Commentary by J. Bradley Jansen


July 23, 2002

Last month, North Dakota sent a clear message to the financial community that
privacy matters. While some state legislators have passed opt-in privacy rules on
the selling and sharing of personal financial information, this was the first
clear popular referendum.

There are several important lessons to be learned from the people of North Dakota.

First of all, many financial institutions and Beltway regulators underestimate the
importance that people hold regarding their personally-identifiable financial
information. Despite being outspent at least six to one, proponents of the “opt-
in” requirement persuaded nearly three quarters of the voters to agree with them.
Money for fancy ads did not override privacy concerns.

Secondly, the effort made to defeat the proposal shows what financial institutions
consider the “opt-in” approach is unworkable as a business plan. Some bankers
argue they do not sell information because it would be stupid since customers
would leave them. Others maintained that the proposal would interfere with firms
that do business globally and nationally and therefore make the state an
unattractive place to do business. The patchwork of different state policies
complicates business’ ability to appeal to customers. The choice is not only
unworkable but unnecessary.

Unfortunately, the traditional consumer financial privacy protections that existed


under common law and in a climate of business competition to respect privacy is
gone. Since the implementation of the Bank Secrecy Act of 1970, the United States
Supreme Court has ruled effectively that we do not have an expectation of privacy
on the records someone else has on us.

Then-President Richard Nixon gave us the BSA as part of the War on Drugs, but the
law has been spectacularly ineffective in getting illegal drugs off our streets,
but it has been effective in eviscerating the privacy expectations of ordinary,
law-abiding citizens. It has ushered in the current climate of identity theft,
fear of online transactions and distrust of financial institutions’ use of our
personal information. By removing our previous privacy expectations, the BSA has
enabled a growing epidemic of identity fraud and lowered public confidence in our
financial institutions.

The privacy provision of the financial modernization law, Title V of the Gramm-
Leach-Bliley Act of 2000, established a floor and invites states to raise it.

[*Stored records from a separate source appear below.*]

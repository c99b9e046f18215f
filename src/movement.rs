use glam::{Quat, Vec3};

use crate::actor::{Actor, Locomotion};
use crate::anim::{AnimError, AnimationController};
use crate::camera::FollowCamera;
use crate::input::InputState;
use crate::terrain::{Terrain, TerrainQuery};

#[derive(Debug, Clone, Copy, PartialEq, Eq)]
pub enum Steering {
    /// Keys map to fixed world axes (forward = -Z); facing snaps to the heading.
    WorldAxes,
    /// Keys follow the camera's ground-plane axes; facing turns smoothly.
    CameraRelative,
}

#[derive(Debug, Clone, Copy, PartialEq, Eq)]
pub enum Timestep {
    /// `base_speed` is units per second, scaled by dt.
    PerSecond,
    /// `base_speed` is units per tick regardless of dt.
    PerTick,
}

#[derive(Debug, Clone, Copy, PartialEq)]
pub struct MovementConfig {
    pub base_speed: f32,
    pub sprint_multiplier: f32,
    pub steering: Steering,
    pub timestep: Timestep,
    /// Slerp factor per tick toward the target facing (camera-relative steering).
    pub turn_blend: f32,
    pub fade_duration: f32,
}

impl Default for MovementConfig {
    fn default() -> Self {
        Self {
            base_speed: 4.0,
            sprint_multiplier: 2.0,
            steering: Steering::CameraRelative,
            timestep: Timestep::PerSecond,
            turn_blend: 0.2,
            fade_duration: 0.5,
        }
    }
}

pub struct MovementController {
    config: MovementConfig,
}

impl MovementController {
    pub fn new(config: MovementConfig) -> Self {
        Self { config }
    }

    pub fn config(&self) -> &MovementConfig {
        &self.config
    }

    /// Unit ground-plane heading from held keys, or None when they cancel out.
    pub fn direction(&self, input: &InputState, camera: &FollowCamera) -> Option<Vec3> {
        if !input.any_direction() {
            return None;
        }

        let (forward, right) = match self.config.steering {
            Steering::WorldAxes => (Vec3::NEG_Z, Vec3::X),
            Steering::CameraRelative => (camera.flat_forward(), camera.flat_right()),
        };

        let mut dir = Vec3::ZERO;
        if input.forward {
            dir += forward;
        }
        if input.back {
            dir -= forward;
        }
        if input.right {
            dir += right;
        }
        if input.left {
            dir -= right;
        }

        // opposing keys cancel: same as nothing held
        let dir = dir.normalize_or_zero();
        (dir != Vec3::ZERO).then_some(dir)
    }

    fn step_length(&self, sprint: bool, dt: f32) -> f32 {
        let speed = if sprint {
            self.config.base_speed * self.config.sprint_multiplier
        } else {
            self.config.base_speed
        };
        match self.config.timestep {
            Timestep::PerSecond => speed * dt,
            Timestep::PerTick => speed,
        }
    }

    /// Moves the actor for one tick. Returns the world-space displacement.
    pub fn tick(
        &self,
        actor: &mut Actor,
        input: &InputState,
        camera: &FollowCamera,
        terrain: &mut Terrain,
        anim: &mut AnimationController,
        dt: f32,
    ) -> Result<Vec3, AnimError> {
        let heading = self.direction(input, camera);

        let mut delta = Vec3::ZERO;
        if let Some(dir) = heading {
            let step = self.step_length(input.sprint, dt);
            let mut next = actor.position + dir * step;
            // height is never integrated, always taken from the ground
            next.y = terrain.height_at(next.x, next.z);
            delta = next - actor.position;
            actor.position = next;

            let target = Quat::from_rotation_y(dir.x.atan2(dir.z));
            actor.facing = match self.config.steering {
                Steering::WorldAxes => target,
                Steering::CameraRelative => actor.facing.slerp(target, self.config.turn_blend),
            };
        }

        let locomotion = match heading {
            None => Locomotion::Idle,
            Some(_) if input.sprint => Locomotion::Running,
            Some(_) => Locomotion::Walking,
        };
        if locomotion != actor.locomotion {
            anim.set_state(locomotion.state(), self.config.fade_duration)?;
            actor.locomotion = locomotion;
        }

        if let Some(tiles) = terrain.tiles_mut() {
            tiles.recenter(actor.position);
        }

        Ok(delta)
    }
}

Now
that North Dakota has spoken, California may take up the gauntlet with the help of
a deep-pocketed funder. Should we address the problem differently, we need to do
so now.

The current framework of the opt-in/opt-out choice gives us two inferior


possibilities. Until we restore our common law tradition of privacy expectations
strangled by the BSA, a better approach to the status quo would be to initiate a
new framework such as a “home state” regulation approach.

Under a home state privacy regulation regime, each financial institution in the
country would have to claim one state where it is headquartered as its domicile.
The company would then follow only one set of rules and could operate throughout
the country. Such an approach is very workable for businesses.

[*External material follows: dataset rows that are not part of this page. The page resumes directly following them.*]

//! Crossfading animation state machine for the actor rig.
//!
//! One action is active at a time. A transition fades the old action out
//! while the new one fades in over the same window. Emotes are one-shot
//! overlays: when the emote that armed the return finishes, the controller
//! fades back to whatever locomotion state is recorded at that moment.

use std::collections::HashMap;

use thiserror::Error;

use crate::assets::ActorModel;

#[derive(Debug, Clone, Copy, PartialEq, Eq, Hash)]
pub enum State {
    Idle,
    Walking,
    Running,
    Dance,
    Death,
    Sitting,
    Standing,
}

impl State {
    pub const ALL: [State; 7] = [
        State::Idle,
        State::Walking,
        State::Running,
        State::Dance,
        State::Death,
        State::Sitting,
        State::Standing,
    ];

    pub fn name(self) -> &'static str {
        match self {
            State::Idle => "Idle",
            State::Walking => "Walking",
            State::Running => "Running",
            State::Dance => "Dance",
            State::Death => "Death",
            State::Sitting => "Sitting",
            State::Standing => "Standing",
        }
    }

    /// Only the first four states repeat; the narrative ones hold their last pose.
    pub fn loops(self) -> bool {
        matches!(
            self,
            State::Idle | State::Walking | State::Running | State::Dance
        )
    }
}

#[derive(Debug, Clone, Copy, PartialEq, Eq, Hash)]
pub enum Emote {
    Jump,
    Yes,
    No,
    Wave,
    Punch,
    ThumbsUp,
}

impl Emote {
    pub const ALL: [Emote; 6] = [
        Emote::Jump,
        Emote::Yes,
        Emote::No,
        Emote::Wave,
        Emote::Punch,
        Emote::ThumbsUp,
    ];

    pub fn name(self) -> &'static str {
        match self {
            Emote::Jump => "Jump",
            Emote::Yes => "Yes",
            Emote::No => "No",
            Emote::Wave => "Wave",
            Emote::Punch => "Punch",
            Emote::ThumbsUp => "ThumbsUp",
        }
    }
}

#[derive(Debug, Clone, Copy, PartialEq, Eq)]
pub enum LoopMode {
    Repeat,
    /// Play once and clamp at the final pose.
    Once,
}

fn loop_mode_for(name: &str) -> LoopMode {
    match State::ALL.iter().find(|s| s.name() == name) {
        Some(state) if state.loops() => LoopMode::Repeat,
        _ => LoopMode::Once,
    }
}

#[derive(Debug, Error, PartialEq)]
pub enum AnimError {
    #[error("animation clip '{0}' is missing from the model")]
    MissingClip(String),
}

#[derive(Debug, Clone, Copy, PartialEq)]
struct Fade {
    from: f32,
    to: f32,
    elapsed: f32,
    duration: f32,
}

#[derive(Debug, Clone, PartialEq)]
pub struct AnimationAction {
    pub name: String,
    pub duration: f32,
    pub loop_mode: LoopMode,
    pub time: f32,
    pub weight: f32,
    pub time_scale: f32,
    pub playing: bool,
    pub finished: bool,
    fade: Option<Fade>,
}

impl AnimationAction {
    fn new(name: &str, duration: f32) -> Self {
        Self {
            name: name.to_string(),
            duration,
            loop_mode: loop_mode_for(name),
            time: 0.0,
            weight: 0.0,
            time_scale: 1.0,
            playing: false,
            finished: false,
            fade: None,
        }
    }

    pub fn is_fading(&self) -> bool {
        self.fade.is_some()
    }

    fn reset(&mut self) {
        self.time = 0.0;
        self.finished = false;
        self.fade = None;
    }

    fn play(&mut self) {
        self.playing = true;
    }

    fn stop(&mut self) {
        self.playing = false;
        self.weight = 0.0;
        self.fade = None;
    }

    fn fade_to(&mut self, target: f32, duration: f32) {
        if duration <= 0.0 {
            self.weight = target;
            self.fade = None;
            if target == 0.0 {
                self.playing = false;
            }
            return;
        }
        self.fade = Some(Fade {
            from: self.weight,
            to: target,
            elapsed: 0.0,
            duration,
        });
    }

    /// Advances weight ramp and clip time. Returns true on the tick a once-clip finishes.
    fn advance(&mut self, dt: f32) -> bool {
        if let Some(mut fade) = self.fade {
            fade.elapsed += dt;
            let t = (fade.elapsed / fade.duration).clamp(0.0, 1.0);
            self.weight = fade.from + (fade.to - fade.from) * t;
            if t >= 1.0 {
                self.fade = None;
                if fade.to == 0.0 {
                    self.playing = false;
                }
            } else {
                self.fade = Some(fade);
            }
        }

        if !self.playing || self.finished {
            return false;
        }

        let next = self.time + dt * self.time_scale;
        match self.loop_mode {
            LoopMode::Repeat => {
                self.time = next.rem_euclid(self.duration);
                false
            }
            LoopMode::Once if next >= self.duration => {
                self.time = self.duration;
                self.finished = true;
                true
            }
            LoopMode::Once => {
                self.time = next;
                false
            }
        }
    }
}

pub struct AnimationController {
    actions: HashMap<String, AnimationAction>,
    active: String,
    previous: Option<String>,
    state: State,
    overlay: Option<Emote>,
    /// Emote whose completion fades back to `state`.
    pending_return: Option<Emote>,
    fade_duration: f32,
}

impl AnimationController {
    pub fn new(model: &ActorModel, fade_duration: f32) -> Result<Self, AnimError> {
        let mut actions: HashMap<String, AnimationAction> = model
            .clips
            .iter()
            .map(|clip| (clip.name.clone(), AnimationAction::new(&clip.name, clip.duration)))
            .collect();

        let start = State::Idle;
        let idle = actions
            .get_mut(start.name())
            .ok_or_else(|| AnimError::MissingClip(start.name().to_string()))?;
        idle.weight = 1.0;
        idle.play();

        Ok(Self {
            actions,
            active: start.name().to_string(),
            previous: None,
            state: start,
            overlay: None,
            pending_return: None,
            fade_duration,
        })
    }

    pub fn active(&self) -> &str {
        &self.active
    }

    pub fn state(&self) -> State {
        self.state
    }

    pub fn overlay(&self) -> Option<Emote> {
        self.overlay
    }

    #[cfg(test)]
    pub fn pending_return(&self) -> Option<Emote> {
        self.pending_return
    }

    #[cfg(test)]
    pub fn action(&self, name: &str) -> Option<&AnimationAction> {
        self.actions.get(name)
    }

    #[cfg(test)]
    pub fn actions(&self) -> impl Iterator<Item = &AnimationAction> {
        self.actions.values()
    }

    /// Crossfades from the active action to `name`. No-op if `name` is already active.
    pub fn transition_to(&mut self, name: &str, duration: f32) -> Result<(), AnimError> {
        if !self.actions.contains_key(name) {
            return Err(AnimError::MissingClip(name.to_string()));
        }
        if self.active == name {
            return Ok(());
        }

        // at most one action fades out at a time
        if let Some(stale) = self.previous.take() {
            if stale != name {
                if let Some(action) = self.actions.get_mut(&stale) {
                    action.stop();
                }
            }
        }

        if let Some(old) = self.actions.get_mut(&self.active) {
            old.fade_to(0.0, duration);
        }
        if let Some(next) = self.actions.get_mut(name) {
            next.reset();
            next.fade_to(1.0, duration);
            next.play();
        }

        log::debug!("ANIM: {} -> {} over {:.2}s", self.active, name, duration);
        let old = std::mem::replace(&mut self.active, name.to_string());
        self.previous = Some(old);
        Ok(())
    }

    /// Records the locomotion state and fades to it, unless an emote is playing;
    /// then the fade waits until the emote returns.
    pub fn set_state(&mut self, state: State, duration: f32) -> Result<(), AnimError> {
        if !self.actions.contains_key(state.name()) {
            return Err(AnimError::MissingClip(state.name().to_string()));
        }
        self.state = state;
        if self.overlay.is_some() {
            return Ok(());
        }
        self.transition_to(state.name(), duration)
    }

    /// Starts a one-shot emote and arms the return to the locomotion state.
    pub fn play_emote(&mut self, emote: Emote, duration: f32) -> Result<(), AnimError> {
        if self.overlay == Some(emote) && self.active == emote.name() {
            // retrigger: restart in place
            let action = self
                .actions
                .get_mut(emote.name())
                .ok_or_else(|| AnimError::MissingClip(emote.name().to_string()))?;
            action.reset();
            action.weight = 1.0;
            action.play();
        } else {
            self.transition_to(emote.name(), duration)?;
        }
        self.overlay = Some(emote);
        self.pending_return = Some(emote);
        Ok(())
    }

    /// Advances every action by `dt`. Returns the emote that completed this tick, if any.
    pub fn update(&mut self, dt: f32) -> Result<Option<Emote>, AnimError> {
        let mut finished_active = false;
        for action in self.actions.values_mut() {
            let done = action.advance(dt);
            if done && action.name == self.active {
                finished_active = true;
            }
        }

        if let Some(prev) = &self.previous {
            let faded = self
                .actions
                .get(prev)
                .is_none_or(|a| !a.playing && !a.is_fading());
            if faded {
                self.previous = None;
            }
        }

        if !finished_active {
            return Ok(None);
        }

        match self.pending_return {
            Some(emote) if emote.name() == self.active => {
                self.pending_return = None;
                self.overlay = None;
                log::debug!("ANIM: emote {} finished, back to {}", emote.name(), self.state.name());
                self.transition_to(self.state.name(), self.fade_duration)?;
                Ok(Some(emote))
            }
            _ => Ok(None),
        }
    }
}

What would consumers have to gain? The answer is everything: real choices for
real privacy and an easier way of determining the company that best fits one’s
preferences. Decide what level of comfort you have with an institution sharing—or
selling—your personal financial information and pick the best company following
the rules of the state that best matches your preferences.

Such competition would get us closer to the consent-based approach of data-use


that really underlies the current debate. George Mason University Law Professors
Bruce Kobayashi and Larry Ribstein have made a similar case for the state
regulation of computer cookies. Yale Law School professor Roberta Romano argued
similarly for securities’ regulation. Current headlines belie the benefits of the
Security and Exchange Commission’s monopoly regulation.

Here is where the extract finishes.